Si Collection, Upper Volume
Radical: Water (shuǐ)
Kangxi Strokes: 12
Page 628, Entry 04
Pronounced yi.
Explaining Graphs and Analyzing Characters (Shuowen Jiezi): Liquid; vaporous liquid.
Word Forest (Zilin): Liquid, sap.
Also refers to flowing liquid, meaning a sound that continues without interruption.
Book of Rites (Liji), Record of Music (Yueji): Chanted and sighed, flowing and extended.
Also a surname.
Quickly Mastered (Jijiu Pian): Includes the name Ye Rongdiao.
Also used interchangeably with the character for armpit.
History of the Former Han Dynasty (Qian Han Shu), Biography of Wang Mang: The Commandant of the Armpit Palace had not yet filled the positions of the concubines.

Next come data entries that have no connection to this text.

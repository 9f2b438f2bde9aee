//! Error types for the entity store and the namespace engine.

use crate::types::EntityId;
use thiserror::Error;

/// Errors raised by an [`EntityStore`](crate::store::EntityStore) backend.
#[derive(Debug, Error)]
pub enum StorageError {
    #[error("an entity named '{name}' already exists under parent {parent_id}")]
    DuplicateSibling { parent_id: EntityId, name: String },

    #[error("parent entity {0} does not exist")]
    ParentNotFound(EntityId),

    #[error("parent entity {0} is not a directory")]
    ParentNotDirectory(EntityId),

    /// Transient I/O failure of the backing store; callers may retry.
    #[error("storage unavailable: {0}")]
    Unavailable(String),

    #[error("storage backend error: {0}")]
    Backend(String),

    #[error("corrupt record: {0}")]
    Corrupt(String),

    /// The insert committed as entity `id` but the flush to disk failed.
    #[error("entity {id} was stored but could not be flushed: {reason}")]
    NotDurable { id: EntityId, reason: String },
}

impl From<sled::Error> for StorageError {
    fn from(err: sled::Error) -> Self {
        match err {
            sled::Error::Io(io) => StorageError::Unavailable(io.to_string()),
            corrupt @ sled::Error::Corruption { .. } => StorageError::Corrupt(corrupt.to_string()),
            other => StorageError::Backend(other.to_string()),
        }
    }
}

impl From<bincode::Error> for StorageError {
    fn from(err: bincode::Error) -> Self {
        StorageError::Corrupt(err.to_string())
    }
}

/// Invalid combination of fields when constructing an entity.
#[derive(Debug, Clone, PartialEq, Eq, Error)]
pub enum EntityError {
    #[error("entity name cannot be empty")]
    EmptyName,

    #[error("entity name '{0}' is reserved")]
    ReservedName(String),

    #[error("entity name '{0}' contains a path delimiter or NUL byte")]
    IllegalCharacter(String),

    #[error("directory '{0}' cannot carry content")]
    DirectoryWithContent(String),
}

/// Errors returned by the public [`FileSystem`](crate::filesystem::FileSystem) surface.
#[derive(Debug, Error)]
pub enum NamespaceError {
    #[error("invalid path '{path}': {reason}")]
    InvalidPath { path: String, reason: String },

    #[error("path not found: '{segment}' does not exist in '{path}'")]
    PathNotFound { path: String, segment: String },

    #[error("not a directory: {0}")]
    NotADirectory(String),

    #[error("is a directory: {0}")]
    IsADirectory(String),

    #[error("already exists: {0}")]
    AlreadyExists(String),

    #[error("entity {0} not found")]
    NotFound(EntityId),

    #[error("invalid entity: {0}")]
    InvalidEntity(#[from] EntityError),

    #[error("unsupported operation: {0}")]
    Unsupported(&'static str),

    /// Transient storage failure; safe to retry with backoff.
    #[error("storage unavailable: {0}")]
    StorageUnavailable(String),

    /// The entity exists under `id`; only the flush failed. Retrying the
    /// create reports `AlreadyExists`; retry `FileSystem::flush` instead.
    #[error("{path} was created as entity {id} but is not yet durable: {reason}")]
    NotDurable {
        path: String,
        id: EntityId,
        reason: String,
    },

    #[error("storage error: {0}")]
    Storage(StorageError),

    #[error("configuration error: {0}")]
    ConfigError(String),
}

impl NamespaceError {
    /// Whether a caller may reasonably retry the failed operation.
    pub fn is_transient(&self) -> bool {
        matches!(self, NamespaceError::StorageUnavailable(_))
    }
}

impl From<StorageError> for NamespaceError {
    fn from(err: StorageError) -> Self {
        match err {
            StorageError::Unavailable(msg) => NamespaceError::StorageUnavailable(msg),
            other => NamespaceError::Storage(other),
        }
    }
}

pub type StorageResult<T> = Result<T, StorageError>;
pub type NamespaceResult<T> = Result<T, NamespaceError>;
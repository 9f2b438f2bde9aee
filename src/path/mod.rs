//! Namespace paths
//!
//! Absolute, slash-delimited paths parsed into NFC-normalized segments.
//! Resolution against the entity store lives in [`resolver`].

pub mod resolver;

use crate::error::NamespaceError;
use std::fmt;
use unicode_normalization::UnicodeNormalization;

pub use resolver::Resolver;

pub const DELIMITER: char = '/';

/// A parsed absolute path. The empty segment list is the root.
#[derive(Debug, Clone, PartialEq, Eq, Hash)]
pub struct NamespacePath {
    segments: Vec<String>,
}

impl NamespacePath {
    pub fn root() -> Self {
        Self {
            segments: Vec::new(),
        }
    }

    /// Parse an absolute path.
    ///
    /// `""` and `"/"` are the root. Repeated and trailing delimiters are
    /// ignored. Relative paths, `.`/`..` segments and NUL bytes are rejected.
    pub fn parse(raw: &str) -> Result<Self, NamespaceError> {
        if raw.is_empty() {
            return Ok(Self::root());
        }
        if !raw.starts_with(DELIMITER) {
            return Err(invalid(raw, "path must be absolute"));
        }

        let mut segments = Vec::new();
        for segment in raw.split(DELIMITER).filter(|s| !s.is_empty()) {
            if segment == "." || segment == ".." {
                return Err(invalid(raw, "relative segments are not supported"));
            }
            if segment.contains('\0') {
                return Err(invalid(raw, "segment contains a NUL byte"));
            }
            segments.push(segment.nfc().collect::<String>());
        }
        Ok(Self { segments })
    }

    pub fn is_root(&self) -> bool {
        self.segments.is_empty()
    }

    pub fn segments(&self) -> &[String] {
        &self.segments
    }

    pub fn depth(&self) -> usize {
        self.segments.len()
    }

    /// Final segment; None for the root.
    pub fn basename(&self) -> Option<&str> {
        self.segments.last().map(String::as_str)
    }

    /// Containing path; None for the root.
    pub fn parent(&self) -> Option<NamespacePath> {
        let (_, init) = self.segments.split_last()?;
        Some(Self {
            segments: init.to_vec(),
        })
    }

    /// Append one segment, validated the same way `parse` validates.
    pub fn join(&self, segment: &str) -> Result<NamespacePath, NamespaceError> {
        let tail = Self::parse(&format!("{}{}", DELIMITER, segment))?;
        if tail.depth() != 1 {
            return Err(invalid(segment, "join takes exactly one segment"));
        }
        let mut segments = self.segments.clone();
        segments.extend(tail.segments);
        Ok(Self { segments })
    }

    /// Rendering of the first `len` segments, used in error messages.
    pub(crate) fn prefix_string(&self, len: usize) -> String {
        if len == 0 {
            return DELIMITER.to_string();
        }
        let mut out = String::new();
        for segment in &self.segments[..len.min(self.segments.len())] {
            out.push(DELIMITER);
            out.push_str(segment);
        }
        out
    }
}

impl fmt::Display for NamespacePath {
    fn fmt(&self, f: &mut fmt::Formatter<'_>) -> fmt::Result {
        f.write_str(&self.prefix_string(self.segments.len()))
    }
}

fn invalid(path: &str, reason: &str) -> NamespaceError {
    NamespaceError::InvalidPath {
        path: path.to_string(),
        reason: reason.to_string(),
    }
}
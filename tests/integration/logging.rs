use tempfile::TempDir;
use treefs::logging::{init_logging, LogOutput, LoggingConfig, LoggingError};
use treefs::FileSystem;

// Only test in this binary that touches the global subscriber.
#[test]
fn init_logging_installs_once() {
    let temp = TempDir::new().unwrap();
    let config = LoggingConfig {
        enabled: false,
        output: LogOutput::File,
        file: Some(temp.path().join("treefs.log")),
        ..LoggingConfig::default()
    };

    init_logging(&config).unwrap();
    FileSystem::in_memory().create_directory("/after-init").unwrap();

    assert!(matches!(
        init_logging(&config),
        Err(LoggingError::AlreadyInitialized)
    ));
}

Also pronounced shi. To soak.
Rites of Zhou (Zhouli), Winter Officer, Artificer's Record (Kaogongji): Makers of bows, when making a bow, split the wood in winter and soak the horn in spring.
Commentary: Soaked is read as fermented wine.
Sub-commentary: The fermented wine implies the meaning of soaking and moistening.
Also means to dissolve or disperse.
Master Wen (Wenzi), Chapter on Superior Benevolence (Shangren Pian): Dispersed as if it were the liquid of water.
Also pronounced yue.
Zuo Si, Rhapsody on the Capital of Shu (Shu Du Fu): The millet and glutinous millet are lush, the non-glutinous rice and rice are vast. Pointing to the canal mouth as the Cloud Gate, sprinkling the leopard pond to form the land marsh. Even if the stars were to pour down in torrents, they would not equal its rich liquid. Ze is pronounced tuo.
Textual Research: The original text of Explaining Graphs and Analyzing Characters (Shuowen Jiezi) read as finished, but the two instances of finished are errors for the character meaning to seep; it should read as vaporous liquid, as seen in the blood radical section of the same work.